Antitrypanosomal Potential of Chalcone‐Based Ursolic Acid Derivatives via Ligand‐Based Virtual Screening, DMPK Analyses, Molecular Dynamics Simulation, and MM/GBSA Binding Energy

Chagas disease, caused by the protozoan parasite Trypanosoma cruzi and transmitted mainly by triatomine insects, represents a significant challenge to public health, especially in impoverished regions. Current treatments, such as benznidazole and nifurtimox, have limitations, including serious side effects and reduced efficacy in the chronic phase.

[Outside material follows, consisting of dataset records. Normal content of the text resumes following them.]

use std::collections::HashSet;

use serde::{Deserialize, Serialize};

/// A finished part of a multipart upload.
///
/// A part without a tag cannot be finalized by the control plane and is
/// treated as not yet finished.
#[derive(Debug, Clone, PartialEq, Eq, Serialize, Deserialize)]
#[serde(rename_all = "camelCase")]
pub struct PartResult {
    /// 1-based part number.
    pub part_number: u32,
    #[serde(default, skip_serializing_if = "Option::is_none")]
    pub tag: Option<String>,
}

impl PartResult {
    /// Creates a tagged part result.
    pub fn new(part_number: u32, tag: impl Into<String>) -> Self {
        Self {
            part_number,
            tag: Some(tag.into()),
        }
    }

    /// Returns `true` if the part carries a non-empty tag.
    pub fn is_tagged(&self) -> bool {
        self.tag.as_deref().is_some_and(|t| !t.is_empty())
    }
}

/// Returns the tagged entries of `parts`, preserving their order.
pub fn retain_tagged(parts: &[PartResult]) -> Vec<PartResult> {
    parts.iter().filter(|p| p.is_tagged()).cloned().collect()
}

/// Strips a single leading and a single trailing `"` from a transport tag.
///
/// Storage services echo the ETag header verbatim, quotes included.
pub fn strip_tag_quotes(tag: &str) -> &str {
    let tag = tag.strip_prefix('"').unwrap_or(tag);
    tag.strip_suffix('"').unwrap_or(tag)
}

/// Persisted progress of one in-flight upload.
///
/// Stored as JSON under `"<namespace>|<identity>"`. Every field defaults so
/// that a partially written record still parses and is then rejected by
/// [`UploadRecord::is_resumable`] instead of failing deserialization.
#[derive(Debug, Clone, Default, PartialEq, Eq, Serialize, Deserialize)]
#[serde(default, rename_all = "camelCase")]
pub struct UploadRecord {
    pub original_identity: String,
    pub total_size_bytes: u64,
    pub total_parts: u32,
    pub part_size_bytes: u64,
    pub finished_parts: Vec<PartResult>,
    pub upload_id: String,
    pub target_key: String,
}

impl UploadRecord {
    /// Creates a record for a freshly created upload with no finished parts.
    pub fn new(
        original_identity: impl Into<String>,
        total_size_bytes: u64,
        total_parts: u32,
        part_size_bytes: u64,
        upload_id: impl Into<String>,
        target_key: impl Into<String>,
    ) -> Self {
        Self {
            original_identity: original_identity.into(),
            total_size_bytes,
            total_parts,
            part_size_bytes,
            finished_parts: Vec::new(),
            upload_id: upload_id.into(),
            target_key: target_key.into(),
        }
    }

    /// Returns `true` if the record can seed a resumed upload.
    ///
    /// Requires the control-plane identifiers, a plan that covers
    /// `total_size_bytes` and at least one tagged finished part, all of them
    /// within the plan.
    pub fn is_resumable(&self) -> bool {
        !self.upload_id.is_empty()
            && !self.target_key.is_empty()
            && self.total_parts > 0
            && self.part_size_bytes > 0
            && self.plan_covers_size()
            && self.finished_parts.iter().any(PartResult::is_tagged)
            && self
                .finished_parts
                .iter()
                .all(|p| (1..=self.total_parts).contains(&p.part_number))
    }

    /// Every part but the last is full and the last one is not empty.
    ///
    /// An empty payload is planned as a single empty part.
    fn plan_covers_size(&self) -> bool {
        if self.total_size_bytes == 0 {
            return self.total_parts == 1;
        }
        let parts = u64::from(self.total_parts);
        let (Some(full), Some(capacity)) = (
            self.part_size_bytes.checked_mul(parts.saturating_sub(1)),
            self.part_size_bytes.checked_mul(parts),
        ) else {
            return false;
        };
        full < self.total_size_bytes && self.total_size_bytes <= capacity
    }

    /// Drops finished parts that carry no tag.
    pub fn without_untagged_parts(mut self) -> Self {
        self.finished_parts.retain(PartResult::is_tagged);
        self
    }

    /// Records a finished part, replacing any earlier result for the same number.
    pub fn insert_part(&mut self, part: PartResult) {
        match self
            .finished_parts
            .iter_mut()
            .find(|p| p.part_number == part.part_number)
        {
            Some(existing) => *existing = part,
            None => self.finished_parts.push(part),
        }
    }

    /// Part numbers (ascending) that still need a transfer.
    pub fn pending_parts(&self) -> Vec<u32> {
        let done: HashSet<u32> = self
            .finished_parts
            .iter()
            .filter(|p| p.is_tagged())
            .map(|p| p.part_number)
            .collect();
        (1..=self.total_parts).filter(|n| !done.contains(n)).collect()
    }

    /// Tagged finished parts sorted by ascending part number.
    ///
    /// This is the order the control plane requires when finalizing.
    pub fn completion_parts(&self) -> Vec<PartResult> {
        let mut parts = retain_tagged(&self.finished_parts);
        parts.sort_by_key(|p| p.part_number);
        parts
    }
}

/// Lifecycle state of an upload.
#[derive(Debug, Clone, Copy, Default, PartialEq, Eq, Serialize, Deserialize)]
#[serde(rename_all = "snake_case")]
pub enum UploadState {
    #[default]
    Idle,
    ResumeCheck,
    Created,
    Resuming,
    PartsInFlight,
    Completing,
    Completed,
    Failed,
}

impl UploadState {
    /// Returns `true` for `Completed` and `Failed`.
    pub fn is_terminal(self) -> bool {
        matches!(self, Self::Completed | Self::Failed)
    }
}

#[cfg(test)]
mod tests {
    use super::*;

    fn record(parts: Vec<PartResult>) -> UploadRecord {
        UploadRecord {
            finished_parts: parts,
            ..UploadRecord::new("video.mp4", 30, 3, 10, "u1", "uploads/video.mp4")
        }
    }

    #[test]
    fn record_field_names() {
        let mut rec = record(vec![]);
        rec.insert_part(PartResult::new(1, "abc"));
        let json = serde_json::to_string(&rec).unwrap();
        assert!(json.contains("\"originalIdentity\":\"video.mp4\""));
        assert!(json.contains("\"totalSizeBytes\":30"));
        assert!(json.contains("\"partSizeBytes\":10"));
        assert!(json.contains("\"finishedParts\":[{\"partNumber\":1,\"tag\":\"abc\"}]"));
        assert!(json.contains("\"uploadId\":\"u1\""));
        assert!(json.contains("\"targetKey\""));
    }

    #[test]
    fn record_missing_fields_parse_as_defaults() {
        let json = r#"{"originalIdentity":"a.bin","totalParts":2,"partSizeBytes":5}"#;
        let rec: UploadRecord = serde_json::from_str(json).unwrap();
        assert!(rec.upload_id.is_empty());
        assert!(rec.finished_parts.is_empty());
        assert!(!rec.is_resumable());
    }

    #[test]
    fn untagged_part_is_filtered_preserving_order() {
        let parts = vec![
            PartResult::new(3, "c"),
            PartResult {
                part_number: 1,
                tag: None,
            },
            PartResult::new(2, "b"),
        ];
        let kept = retain_tagged(&parts);
        assert_eq!(kept, vec![PartResult::new(3, "c"), PartResult::new(2, "b")]);
    }

    #[test]
    fn empty_tag_counts_as_untagged() {
        let part = PartResult::new(1, "");
        assert!(!part.is_tagged());
    }

    #[test]
    fn strip_quotes() {
        assert_eq!(strip_tag_quotes("\"abc\""), "abc");
        assert_eq!(strip_tag_quotes("abc"), "abc");
        assert_eq!(strip_tag_quotes("\"abc"), "abc");
        assert_eq!(strip_tag_quotes("\"\"abc\"\""), "\"abc\"");
    }

    #[test]
    fn resumable_requires_identifiers_and_parts() {
        let mut rec = record(vec![PartResult::new(1, "a")]);
        assert!(rec.is_resumable());

        rec.upload_id.clear();
        assert!(!rec.is_resumable());

        let rec = record(vec![]);
        assert!(!rec.is_resumable());

        let rec = record(vec![PartResult {
            part_number: 1,
            tag: None,
        }]);
        assert!(!rec.is_resumable());
    }

    #[test]
    fn resumable_requires_plan_covering_size() {
        let tagged = vec![PartResult::new(1, "a")];

        // 3 x 10 bytes cannot hold 100 bytes.
        let short = UploadRecord {
            finished_parts: tagged.clone(),
            ..UploadRecord::new("video.mp4", 100, 3, 10, "u1", "k")
        };
        assert!(!short.is_resumable());

        // A fourth part would be empty.
        let spare = UploadRecord {
            finished_parts: tagged.clone(),
            ..UploadRecord::new("video.mp4", 30, 4, 10, "u1", "k")
        };
        assert!(!spare.is_resumable());

        let huge = UploadRecord {
            finished_parts: tagged.clone(),
            ..UploadRecord::new("video.mp4", 100, u32::MAX, u64::MAX, "u1", "k")
        };
        assert!(!huge.is_resumable());

        let last_short = UploadRecord {
            finished_parts: tagged.clone(),
            ..UploadRecord::new("video.mp4", 25, 3, 10, "u1", "k")
        };
        assert!(last_short.is_resumable());

        let empty = UploadRecord {
            finished_parts: tagged,
            ..UploadRecord::new("video.mp4", 0, 1, 1, "u1", "k")
        };
        assert!(empty.is_resumable());
    }

    #[test]
    fn resumable_rejects_parts_outside_plan() {
        let rec = record(vec![PartResult::new(1, "a"), PartResult::new(4, "d")]);
        assert!(!rec.is_resumable());

        let rec = record(vec![PartResult::new(0, "z")]);
        assert!(!rec.is_resumable());
    }

    #[test]
    fn insert_part_replaces_same_number() {
        let mut rec = record(vec![]);
        rec.insert_part(PartResult {
            part_number: 2,
            tag: None,
        });
        rec.insert_part(PartResult::new(2, "b"));
        assert_eq!(rec.finished_parts, vec![PartResult::new(2, "b")]);
    }

    #[test]
    fn pending_parts_skip_tagged_only() {
        let rec = record(vec![
            PartResult::new(1, "a"),
            PartResult {
                part_number: 3,
                tag: None,
            },
        ]);
        assert_eq!(rec.pending_parts(), vec![2, 3]);
    }

    #[test]
    fn completion_parts_sorted_ascending() {
        let rec = record(vec![
            PartResult::new(3, "c"),
            PartResult::new(1, "a"),
            PartResult::new(2, "b"),
        ]);
        let numbers: Vec<u32> = rec.completion_parts().iter().map(|p| p.part_number).collect();
        assert_eq!(numbers, vec![1, 2, 3]);
    }

    #[test]
    fn upload_state_serialization() {
        assert_eq!(
            serde_json::to_string(&UploadState::PartsInFlight).unwrap(),
            "\"parts_in_flight\""
        );
        assert!(UploadState::Failed.is_terminal());
        assert!(!UploadState::Completing.is_terminal());
    }
}
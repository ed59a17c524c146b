//! Persisted resume records.
//!
//! [`ResumeStore`] maps a payload identity to its [`UploadRecord`] on top of
//! any [`KeyValueStore`]. Two payloads sharing an identity share a record;
//! nothing detects that collision.

use std::collections::HashMap;
use std::path::PathBuf;
use std::sync::{Arc, RwLock};

use capyupload_protocol::UploadRecord;
use sha2::{Digest, Sha256};
use tracing::{debug, warn};

/// Errors from key/value backends.
#[derive(Debug, thiserror::Error)]
pub enum StoreError {
    #[error("I/O error: {0}")]
    Io(#[from] std::io::Error),

    #[error("JSON error: {0}")]
    Json(#[from] serde_json::Error),
}

/// String key/value persistence.
///
/// Writes must be visible to a later `get`, including from a new process.
pub trait KeyValueStore: Send + Sync {
    /// Returns the stored value, or `None` if absent or unreadable.
    fn get(&self, key: &str) -> Option<String>;

    /// Stores `value` under `key`, replacing any previous value.
    fn set(&self, key: &str, value: &str) -> Result<(), StoreError>;

    /// Deletes `key`. Removing an absent key is not an error.
    fn remove(&self, key: &str) -> Result<(), StoreError>;
}

// ---------------------------------------------------------------------------
// MemoryStore
// ---------------------------------------------------------------------------

/// In-process store, lost on exit.
#[derive(Debug, Default)]
pub struct MemoryStore {
    entries: RwLock<HashMap<String, String>>,
}

impl MemoryStore {
    pub fn new() -> Self {
        Self::default()
    }

    /// Number of stored keys.
    pub fn len(&self) -> usize {
        self.entries.read().unwrap().len()
    }

    pub fn is_empty(&self) -> bool {
        self.len() == 0
    }
}

impl KeyValueStore for MemoryStore {
    fn get(&self, key: &str) -> Option<String> {
        self.entries.read().unwrap().get(key).cloned()
    }

    fn set(&self, key: &str, value: &str) -> Result<(), StoreError> {
        self.entries
            .write()
            .unwrap()
            .insert(key.to_string(), value.to_string());
        Ok(())
    }

    fn remove(&self, key: &str) -> Result<(), StoreError> {
        self.entries.write().unwrap().remove(key);
        Ok(())
    }
}

// ---------------------------------------------------------------------------
// FileStore
// ---------------------------------------------------------------------------

/// One file per key under a directory.
///
/// File names are the SHA-256 hex digest of the key, so any key is a valid
/// file name. Values are written to a temporary file and renamed into place.
#[derive(Debug, Clone)]
pub struct FileStore {
    dir: PathBuf,
}

impl FileStore {
    /// Uses `dir` for storage, creating it on first write.
    pub fn new(dir: impl Into<PathBuf>) -> Self {
        Self { dir: dir.into() }
    }

    fn path_for(&self, key: &str) -> PathBuf {
        self.dir.join(format!("{}.json", hash_key(key)))
    }
}

fn hash_key(key: &str) -> String {
    let mut hasher = Sha256::new();
    hasher.update(key.as_bytes());
    hex::encode(hasher.finalize())
}

impl KeyValueStore for FileStore {
    fn get(&self, key: &str) -> Option<String> {
        let path = self.path_for(key);
        match std::fs::read_to_string(&path) {
            Ok(value) => Some(value),
            Err(e) if e.kind() == std::io::ErrorKind::NotFound => None,
            Err(e) => {
                warn!(path = %path.display(), error = %e, "failed to read stored value");
                None
            }
        }
    }

    fn set(&self, key: &str, value: &str) -> Result<(), StoreError> {
        std::fs::create_dir_all(&self.dir)?;
        let path = self.path_for(key);
        let tmp = path.with_extension("json.tmp");
        std::fs::write(&tmp, value)?;
        std::fs::rename(&tmp, &path)?;
        Ok(())
    }

    fn remove(&self, key: &str) -> Result<(), StoreError> {
        match std::fs::remove_file(self.path_for(key)) {
            Ok(()) => Ok(()),
            Err(e) if e.kind() == std::io::ErrorKind::NotFound => Ok(()),
            Err(e) => Err(e.into()),
        }
    }
}

// ---------------------------------------------------------------------------
// ResumeStore
// ---------------------------------------------------------------------------

/// Upload records keyed by `"<namespace>|<identity>"`.
#[derive(Clone)]
pub struct ResumeStore {
    backend: Arc<dyn KeyValueStore>,
    namespace: String,
}

impl ResumeStore {
    pub fn new(backend: Arc<dyn KeyValueStore>, namespace: impl Into<String>) -> Self {
        Self {
            backend,
            namespace: namespace.into(),
        }
    }

    /// Backend key for an identity.
    pub fn key_for(&self, identity: &str) -> String {
        format!("{}|{}", self.namespace, identity)
    }

    /// Returns the record for `identity`.
    ///
    /// A missing or unparseable value yields `None`; corrupt state means
    /// "nothing to resume", never an error.
    pub fn get(&self, identity: &str) -> Option<UploadRecord> {
        let key = self.key_for(identity);
        let raw = self.backend.get(&key)?;
        match serde_json::from_str(&raw) {
            Ok(record) => Some(record),
            Err(e) => {
                warn!(key = %key, error = %e, "ignoring unparseable resume record");
                None
            }
        }
    }

    /// Persists the record for `identity`.
    pub fn set(&self, identity: &str, record: &UploadRecord) -> Result<(), StoreError> {
        let key = self.key_for(identity);
        let json = serde_json::to_string(record)?;
        self.backend.set(&key, &json)?;
        debug!(key = %key, finished = record.finished_parts.len(), "resume record saved");
        Ok(())
    }

    /// Deletes the record for `identity`, if any.
    pub fn remove(&self, identity: &str) -> Result<(), StoreError> {
        let key = self.key_for(identity);
        self.backend.remove(&key)?;
        debug!(key = %key, "resume record removed");
        Ok(())
    }
}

This work aims to evaluate the antitrypanosomal activity of ursolic acid‐derived chalcones (UACD) using a ligand‐based virtual screening approach. To this end, a series of independent molecular docking simulations were carried out (via AutoDock Vina code) with the parasite proliferation cycle enzymes TcGAPDH and cruzain. The most favorable candidates underwent drug metabolism and pharmacokinetics (DMPK) analyses and molecular dynamics (MD) simulations to estimate the pharmacokinetic and pharmacodynamic profile. Molecular docking simulations showed that the UACD derivatives showed better specificity for the TcGAPDH enzyme, emphasizing the ursolic acid and UACD3 derivatives (affinity energy = −9.4 kcal/mol for each). The DMPK prediction showed that the derivatives present viable apparent permeability (Papp) that promotes an excellent absorbed fraction (in 10⁻⁶ cm/s). MD simulations showed that the UACD3 derivative showed better free energy when binding to the TcGAPDH enzyme (−13.27 ± 1.87 kcal/mol) and interacting with the active site residues Cys166 and Thr167. However, both ligands appear to be alternative therapies in treating Chagas disease. The new chalcone‐based ursolic acid derivatives were subjected to molecular docking simulations against the Trypanosoma cruzi evolutionary cycle enzymes TcGAPDH and cruzain. Subsequently, drug metabolism and pharmacokinetics (DMPK) analyses and molecular dynamics were performed to evaluate the antitrypanosomal pharmacokinetic and pharmacodynamic potential.